Addio a Bibi Andersson, si è spenta all'età di 83 anni la grande attrice svedese che fu una delle muse per eccellenza di Ingmar Bergman, insieme a Liv Ullman e a Ingrid Thulin. Al fianco del Maestro in film come "Il settimo sigillo", "Il posto delle fragole" e "Persona", nel 2009 era stata stata colpita da apoplessia, che le aveva impedito l'uso della parola.
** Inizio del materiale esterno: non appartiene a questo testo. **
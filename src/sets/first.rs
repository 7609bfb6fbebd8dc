use indexmap::{IndexMap, IndexSet};

use crate::grammar::{Body, Grammar};

use super::SetSymbol;

/// FIRST(N) per nonterminal: the terminals (and ε) that can begin a
/// string derived from N.
#[derive(Debug, Clone, PartialEq, Eq)]
pub struct FirstSets(IndexMap<String, IndexSet<SetSymbol>>);

impl FirstSets {
    pub fn get(&self, nonterminal: &str) -> Option<&IndexSet<SetSymbol>> {
        self.0.get(nonterminal)
    }

    pub fn iter(&self) -> impl Iterator<Item = (&str, &IndexSet<SetSymbol>)> {
        self.0.iter().map(|(name, set)| (name.as_str(), set))
    }
}

/// Computes FIRST for every nonterminal.
///
/// The scan adds leading terminals and ε markers directly; a leading
/// nonterminal M ≠ N is recorded as the dependency FIRST(N) ⊇ FIRST(M).
/// Dependencies are then propagated until no set changes.
pub fn first_sets(grammar: &Grammar) -> FirstSets {
    let mut first: IndexMap<String, IndexSet<SetSymbol>> = grammar
        .nonterminals()
        .map(|name| (name.to_string(), IndexSet::new()))
        .collect();
    let mut dependencies: Vec<(String, String)> = Vec::new();

    for nonterminal in grammar.nonterminals() {
        for body in grammar.bodies(nonterminal) {
            match body {
                Body::Epsilon => {
                    first[nonterminal].insert(SetSymbol::Epsilon);
                }
                Body::Symbols(symbols) => {
                    let leading = &symbols[0];
                    if grammar.is_nonterminal(leading) {
                        if leading != nonterminal {
                            // FIRST(nonterminal) ⊇ FIRST(leading)
                            dependencies.push((leading.clone(), nonterminal.to_string()));
                        }
                    } else {
                        first[nonterminal].insert(SetSymbol::terminal(leading));
                    }
                }
            }
        }
    }

    loop {
        let mut changed = false;
        for (source, target) in &dependencies {
            let members: Vec<SetSymbol> = first[source.as_str()].iter().cloned().collect();
            let set = &mut first[target.as_str()];
            for member in members {
                changed |= set.insert(member);
            }
        }
        if !changed {
            break;
        }
    }

    FirstSets(first)
}

#[cfg(test)]
mod tests {
    use pretty_assertions::assert_eq;

    use super::*;
    use crate::fixtures::sentence_grammar;
    use crate::grammar::Grammar;

    fn terminals(sets: &FirstSets, nonterminal: &str) -> Vec<String> {
        sets.get(nonterminal)
            .unwrap()
            .iter()
            .map(ToString::to_string)
            .collect()
    }

    #[test]
    fn sentence_grammar_firsts() {
        let sets = first_sets(&sentence_grammar());
        assert_eq!(terminals(&sets, "Q"), vec!["[", "sentence"]);
        // S and P inherit FIRST(Q) through the dependency chain.
        assert_eq!(terminals(&sets, "P"), vec!["[", "sentence"]);
        assert_eq!(terminals(&sets, "S"), vec!["[", "sentence"]);
    }

    #[test]
    fn deep_chains_resolve_to_a_fixed_point() {
        // A -> B, B -> C, C -> D, D -> d: a single propagation pass in
        // the wrong order would leave FIRST(A) empty.
        let grammar = Grammar::builder()
            .nonterminal("A")
            .nonterminal("B")
            .nonterminal("C")
            .nonterminal("D")
            .terminal("d")
            .production("A", "B")
            .production("B", "C")
            .production("C", "D")
            .production("D", "d")
            .build()
            .unwrap();
        let sets = first_sets(&grammar);
        assert_eq!(terminals(&sets, "A"), vec!["d"]);
    }

    #[test]
    fn cyclic_dependencies_terminate() {
        let grammar = Grammar::builder()
            .nonterminal("A")
            .nonterminal("B")
            .terminal("a")
            .terminal("b")
            .production("A", "B")
            .production("B", "A")
            .production("A", "a")
            .production("B", "b")
            .build()
            .unwrap();
        let sets = first_sets(&grammar);
        assert_eq!(terminals(&sets, "A"), vec!["a", "b"]);
        assert_eq!(terminals(&sets, "B"), vec!["b", "a"]);
    }

    #[test]
    fn epsilon_alternatives_record_the_marker() {
        let grammar = Grammar::builder()
            .nonterminal("A")
            .terminal("a")
            .production("A", "a")
            .epsilon("A")
            .build()
            .unwrap();
        let sets = first_sets(&grammar);
        assert!(sets.get("A").unwrap().contains(&SetSymbol::Epsilon));
    }
}
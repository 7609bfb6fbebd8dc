/// A production body with a marked position (the "dot") indicating how
/// much of it has been matched.
///
/// Items are plain values: equality and hashing go over the symbol
/// sequence and the dot, never over identity. This is what makes
/// state deduplication by set equality work.
#[derive(Debug, Clone, PartialEq, Eq, Hash)]
pub struct Item {
    symbols: Vec<String>,
    dot: usize,
}

impl Item {
    /// # Panics
    /// Panics if `dot` lies past the end of the body.
    pub fn new(symbols: Vec<String>, dot: usize) -> Self {
        assert!(dot <= symbols.len(), "dot {dot} out of range");
        Self { symbols, dot }
    }

    /// An item with the dot at position 0.
    pub fn start(symbols: Vec<String>) -> Self {
        Self::new(symbols, 0)
    }

    pub fn symbols(&self) -> &[String] {
        &self.symbols
    }

    pub fn dot(&self) -> usize {
        self.dot
    }

    /// The whole body has been matched.
    pub fn is_complete(&self) -> bool {
        self.dot == self.symbols.len()
    }

    /// The symbol immediately after the dot, if any.
    pub fn next_symbol(&self) -> Option<&str> {
        self.symbols.get(self.dot).map(String::as_str)
    }

    /// The same item with the dot advanced over one symbol.
    ///
    /// # Panics
    /// Panics if the item is already complete.
    pub fn advanced(&self) -> Self {
        Self::new(self.symbols.clone(), self.dot + 1)
    }
}

impl std::fmt::Display for Item {
    fn fmt(&self, f: &mut std::fmt::Formatter<'_>) -> std::fmt::Result {
        for (i, symbol) in self.symbols.iter().enumerate() {
            if i == self.dot {
                write!(f, ". ")?;
            }
            write!(f, "{symbol}")?;
            if i + 1 < self.symbols.len() {
                write!(f, " ")?;
            }
        }
        if self.is_complete() {
            write!(f, " .")?;
        }
        Ok(())
    }
}

#[cfg(test)]
mod tests {
    use std::collections::HashSet;

    use pretty_assertions::assert_eq;

    use super::*;

    fn item(symbols: &[&str], dot: usize) -> Item {
        Item::new(symbols.iter().map(|s| s.to_string()).collect(), dot)
    }

    #[test]
    fn equality_is_structural() {
        let a = item(&["S", "^", "P"], 1);
        let b = item(&["S", "^", "P"], 1);
        assert_eq!(a, b);
        assert_ne!(a, b.advanced());

        let mut set = HashSet::new();
        set.insert(a);
        assert!(set.contains(&b));
    }

    #[test]
    fn advance_until_complete() {
        let mut it = item(&["[", "S", "]"], 0);
        assert_eq!(it.next_symbol(), Some("["));
        it = it.advanced();
        assert_eq!(it.next_symbol(), Some("S"));
        it = it.advanced().advanced();
        assert!(it.is_complete());
        assert_eq!(it.next_symbol(), None);
    }

    #[test]
    fn display_marks_the_dot() {
        assert_eq!(item(&["S", "^", "P"], 0).to_string(), ". S ^ P");
        assert_eq!(item(&["S", "^", "P"], 1).to_string(), "S . ^ P");
        assert_eq!(item(&["S", "^", "P"], 3).to_string(), "S ^ P .");
    }
}
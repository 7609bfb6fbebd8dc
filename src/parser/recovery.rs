use itertools::Itertools;

use crate::automaton::StateId;
use crate::grammar::END;
use crate::table::ParsingTable;

/// Symbols worth scanning ahead for when resynchronizing after an error.
pub const SYNC_SYMBOLS: &[&str] = &["]", ")", "}", ";", END];

/// POP_STACK is only worth trying while the error count is this low.
const POP_STACK_LIMIT: usize = 3;
/// Past this many errors on one line the recovery goes into panic mode
/// and stops proposing anything but ABORT.
const PANIC_THRESHOLD: usize = 5;

/// What went wrong, judged from the cursor position and the token line.
#[derive(Debug, Clone, Copy, PartialEq, Eq)]
pub enum SyntaxErrorKind {
    /// The input ended before the parse could complete.
    PrematureEnd,
    /// The last real token before `$` is in place, but something is
    /// missing just before the end.
    MissingSymbol,
    UnexpectedToken,
}

impl std::fmt::Display for SyntaxErrorKind {
    fn fmt(&self, f: &mut std::fmt::Formatter<'_>) -> std::fmt::Result {
        match self {
            Self::PrematureEnd => "premature end of input".fmt(f),
            Self::MissingSymbol => "missing expected symbol".fmt(f),
            Self::UnexpectedToken => "unexpected token".fmt(f),
        }
    }
}

/// The strategy the recovery would try, in priority order. Advisory:
/// the driver still rejects the line.
#[derive(Debug, Clone, PartialEq, Eq)]
pub enum RecoveryAction {
    /// Inserting this expected token would yield a valid action.
    InsertToken(String),
    /// Skip ahead to the synchronization symbol at this input position.
    SyncForward(usize),
    SkipToken,
    PopStack,
    Abort,
}

impl std::fmt::Display for RecoveryAction {
    fn fmt(&self, f: &mut std::fmt::Formatter<'_>) -> std::fmt::Result {
        match self {
            Self::InsertToken(token) => write!(f, "INSERT_TOKEN({token})"),
            Self::SyncForward(position) => write!(f, "SYNC_FORWARD({position})"),
            Self::SkipToken => "SKIP_TOKEN".fmt(f),
            Self::PopStack => "POP_STACK".fmt(f),
            Self::Abort => "ABORT".fmt(f),
        }
    }
}

/// Everything a collaborator needs to show a syntax error: what, where,
/// what would have been accepted, and what the recovery would do.
#[derive(Debug, Clone, PartialEq, Eq)]
pub struct SyntaxReport {
    pub kind: SyntaxErrorKind,
    pub message: String,
    pub position: usize,
    pub token: String,
    pub expected: Vec<String>,
    pub suggestions: Vec<String>,
    pub strategy: RecoveryAction,
}

impl std::fmt::Display for SyntaxReport {
    fn fmt(&self, f: &mut std::fmt::Formatter<'_>) -> std::fmt::Result {
        write!(f, "{}: found {:?} at position {}", self.kind, self.token, self.position)?;
        if !self.expected.is_empty() {
            write!(f, ", expected one of: {}", self.expected.iter().join(", "))?;
        }
        write!(f, " [{}]", self.strategy)
    }
}

/// Classifies syntax errors and selects a recovery strategy, keeping a
/// running error count and a panic-mode flag across one parsed line.
#[derive(Debug, Default)]
pub struct Recovery {
    error_count: usize,
    panic_mode: bool,
}

impl Recovery {
    pub fn new() -> Self {
        Self::default()
    }

    pub fn error_count(&self) -> usize {
        self.error_count
    }

    pub fn in_panic_mode(&self) -> bool {
        self.panic_mode
    }

    /// Parsing should stop once the thresholds are exceeded.
    pub fn should_continue(&self) -> bool {
        !self.panic_mode && self.error_count < PANIC_THRESHOLD
    }

    pub fn reset(&mut self) {
        self.error_count = 0;
        self.panic_mode = false;
    }

    /// Builds the diagnostic for a missing ACTION entry.
    pub fn diagnose(
        &mut self,
        table: &ParsingTable,
        state: StateId,
        tokens: &[String],
        position: usize,
    ) -> SyntaxReport {
        self.error_count += 1;
        if self.error_count >= PANIC_THRESHOLD {
            self.panic_mode = true;
        }

        let token = tokens
            .get(position)
            .map(String::as_str)
            .unwrap_or(END)
            .to_string();
        let kind = classify(&token, position, tokens);
        let expected = table.expected_symbols(state);
        let strategy = self.select_strategy(&expected, tokens, position);
        let suggestions = suggest(&token, &expected);
        let message = format!("{kind}: found {token:?} at position {position}");

        SyntaxReport {
            kind,
            message,
            position,
            token,
            expected,
            suggestions,
            strategy,
        }
    }

    /// Strategies in priority order: token insertion, forward
    /// synchronization, token skipping, stack popping, abort.
    fn select_strategy(
        &self,
        expected: &[String],
        tokens: &[String],
        position: usize,
    ) -> RecoveryAction {
        if self.panic_mode {
            return RecoveryAction::Abort;
        }

        // Every expected symbol has an action by construction, so any of
        // them is a viable insertion.
        if let Some(token) = expected.first() {
            return RecoveryAction::InsertToken(token.clone());
        }

        if let Some(sync) = find_sync_point(tokens, position) {
            return RecoveryAction::SyncForward(sync);
        }

        if position < tokens.len() && tokens.get(position).map(String::as_str) != Some(END) {
            return RecoveryAction::SkipToken;
        }

        if self.error_count < POP_STACK_LIMIT {
            return RecoveryAction::PopStack;
        }

        RecoveryAction::Abort
    }
}

fn classify(token: &str, position: usize, tokens: &[String]) -> SyntaxErrorKind {
    if position >= tokens.len() || token == END {
        return SyntaxErrorKind::PrematureEnd;
    }
    if position + 2 == tokens.len() && tokens.last().map(String::as_str) == Some(END) {
        return SyntaxErrorKind::MissingSymbol;
    }
    SyntaxErrorKind::UnexpectedToken
}

/// Scans ahead for the first synchronization symbol at or past the
/// error position.
fn find_sync_point(tokens: &[String], position: usize) -> Option<usize> {
    tokens
        .iter()
        .enumerate()
        .skip(position)
        .find(|(_, token)| SYNC_SYMBOLS.contains(&token.as_str()))
        .map(|(index, _)| index)
}

fn suggest(token: &str, expected: &[String]) -> Vec<String> {
    let mut suggestions: Vec<String> = expected
        .iter()
        .filter(|candidate| is_typo_likely(token, candidate))
        .map(|candidate| format!("did you mean {candidate:?}?"))
        .collect();
    if suggestions.is_empty() {
        if let Some(candidate) = expected.first() {
            suggestions.push(format!("insert {candidate:?} before {token:?}"));
        }
    }
    suggestions
}

/// A crude typo test: same first character, or lengths within one of
/// each other for short symbols.
fn is_typo_likely(actual: &str, expected: &str) -> bool {
    if actual == expected || actual == END || expected == END {
        return false;
    }
    let same_start = matches!(
        (actual.chars().next(), expected.chars().next()),
        (Some(a), Some(b)) if a == b
    );
    same_start || actual.len().abs_diff(expected.len()) <= 1 && actual.len() <= 3
}
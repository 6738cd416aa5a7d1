//! `@name` file mentions in chat input.

use crate::workspace::{EntryKind, WorkspaceFile};

pub const MAX_SUGGESTIONS: usize = 10;

fn is_name_char(c: char) -> bool {
    c.is_ascii_alphanumeric() || matches!(c, '.' | '_' | '-')
}

/// Partial file name being typed after the last `@` before `cursor`.
///
/// `Some("")` right after typing `@`. `cursor` is a byte offset and is
/// clamped to the input.
pub fn active_mention(input: &str, cursor: usize) -> Option<&str> {
    let cursor = char_floor(input, cursor);
    let before = &input[..cursor];
    let at = before.rfind('@')?;
    let partial = &before[at + 1..];
    partial.chars().all(is_name_char).then_some(partial)
}

/// Workspace files whose name contains `query`, ignoring case.
pub fn suggestions<'a>(files: &'a [WorkspaceFile], query: &str) -> Vec<&'a WorkspaceFile> {
    let query = query.to_lowercase();
    files
        .iter()
        .filter(|f| f.kind == EntryKind::File)
        .filter(|f| f.name.to_lowercase().contains(&query))
        .take(MAX_SUGGESTIONS)
        .collect()
}

/// Replace the active mention with `@<name> `. Returns the new input and cursor.
pub fn complete(input: &str, cursor: usize, file: &WorkspaceFile) -> (String, usize) {
    let cursor = char_floor(input, cursor);
    let Some(at) = input[..cursor].rfind('@') else {
        return (input.to_string(), cursor);
    };
    let inserted = format!("@{} ", file.name);
    let new_cursor = at + inserted.len();
    let out = format!("{}{}{}", &input[..at], inserted, &input[cursor..]);
    (out, new_cursor)
}

/// Largest char boundary at or before `cursor`.
fn char_floor(input: &str, cursor: usize) -> usize {
    let mut cursor = cursor.min(input.len());
    while !input.is_char_boundary(cursor) {
        cursor -= 1;
    }
    cursor
}

/// Every `@token` in a sent message, in order, without duplicates.
pub fn mentioned_names(text: &str) -> Vec<&str> {
    let mut out: Vec<&str> = Vec::new();
    for (i, _) in text.match_indices('@') {
        let rest = &text[i + 1..];
        let end = rest.find(|c: char| !is_name_char(c)).unwrap_or(rest.len());
        // Trailing dots are sentence punctuation, not part of the name.
        let name = rest[..end].trim_end_matches('.');
        if !name.is_empty() && !out.contains(&name) {
            out.push(name);
        }
    }
    out
}

#[cfg(test)]
mod tests {
    use super::*;

    fn file(name: &str) -> WorkspaceFile {
        WorkspaceFile {
            name: name.to_string(),
            path: format!("/w/{name}"),
            relative_path: name.to_string(),
            kind: EntryKind::File,
        }
    }

    #[test]
    fn mention_detection() {
        assert_eq!(active_mention("look at @", 9), Some(""));
        assert_eq!(active_mention("look at @ma", 11), Some("ma"));
        assert_eq!(active_mention("look at @main.rs", 16), Some("main.rs"));
        assert_eq!(active_mention("look at @main.rs now", 20), None);
        assert_eq!(active_mention("no mention", 5), None);
        assert_eq!(active_mention("@abc", 99), Some("abc"));
    }

    #[test]
    fn cursor_inside_multibyte_char_is_clamped() {
        assert_eq!(active_mention("@é", 2), Some(""));
    }

    #[test]
    fn suggestions_filter_and_cap() {
        let mut files: Vec<_> = (0..15).map(|i| file(&format!("mod{i}.rs"))).collect();
        files.push(file("README.md"));
        files.push(WorkspaceFile {
            kind: EntryKind::Directory,
            ..file("readme-dir")
        });

        assert_eq!(suggestions(&files, "").len(), MAX_SUGGESTIONS);
        let hits = suggestions(&files, "readme");
        assert_eq!(hits.len(), 1);
        assert_eq!(hits[0].name, "README.md");
    }

    #[test]
    fn complete_replaces_partial_mention() {
        let (out, cursor) = complete("explain @ma please", 11, &file("main.rs"));
        assert_eq!(out, "explain @main.rs  please");
        assert_eq!(cursor, "explain @main.rs ".len());
    }

    #[test]
    fn complete_handles_cursor_inside_multibyte_char() {
        let (out, cursor) = complete("@é", 2, &file("main.rs"));
        assert_eq!(out, "@main.rs é");
        assert_eq!(cursor, "@main.rs ".len());
    }

    #[test]
    fn names_from_sent_message() {
        assert_eq!(
            mentioned_names("compare @a.rs and @b_c.rs, then @a.rs."),
            ["a.rs", "b_c.rs"]
        );
        assert!(mentioned_names("mail me at x @ y").is_empty());
    }
}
Gli inizi e la carriera con Bergman

Nata Berit Elizabeth Andersson l'11 novembre 1935 a Kungsholmen (Stoccolma), la Andersson recitò a soli 16 anni sul palcoscenico, dove venne scoperta proprio da Bergman. Il massimo esponente del cinema svedese le offrì una parte in uno spot pubblicitario per il detergente Bris. Con lui avrebbe lavorato in un piccolo ruolo nel film "Sorrisi di una notte d'estate" (1955) e poi in parti più importanti in "Il settimo sigillo" (1957), "Il posto delle fragole" (1957) e "Alle soglie della vita" (1958). Per quest'ultimo film vinse il premio come miglior attrice al Festival di Cannes, condiviso con le colleghe Eva Dahlbeck, Barbro Hiort af Ornäs e Ingrid Thulin. Per "L'amante" di Vilgot Sjöman, conquistò invece l'Orso d'argento al Festival di Berlino. Ancora per Bergman, in "Persona" fu indimenticata protagonista insieme a Liv Ullman, e fu nel cast anche di "L'adultera" e "Scene di un matrimonio".

La carriera a Hollywood e il film con Sordi

La Andersson conquistò anche Hollywood, che la volle nel film western "Duello a El Diablo" di Ralph Nelson. Più avanti, collaborò con John Huston in "Lettera al Kremlino" e fu poi nel cast del film premio Oscar "Il pranzo di Babette". Recitò anche per Alberto Sordi, regista/attore in "Scusi, lei è favorevole o contrario?" insieme alla conterranea Anita Ekberg. Tre i suoi mariti: il regista e scrittore Kjell Grede, padre di sua figlia Jenny Matilda, lo scrittore Per Ahlmark e Gabriel Mora Baeza, con cui era sposata dal 2004.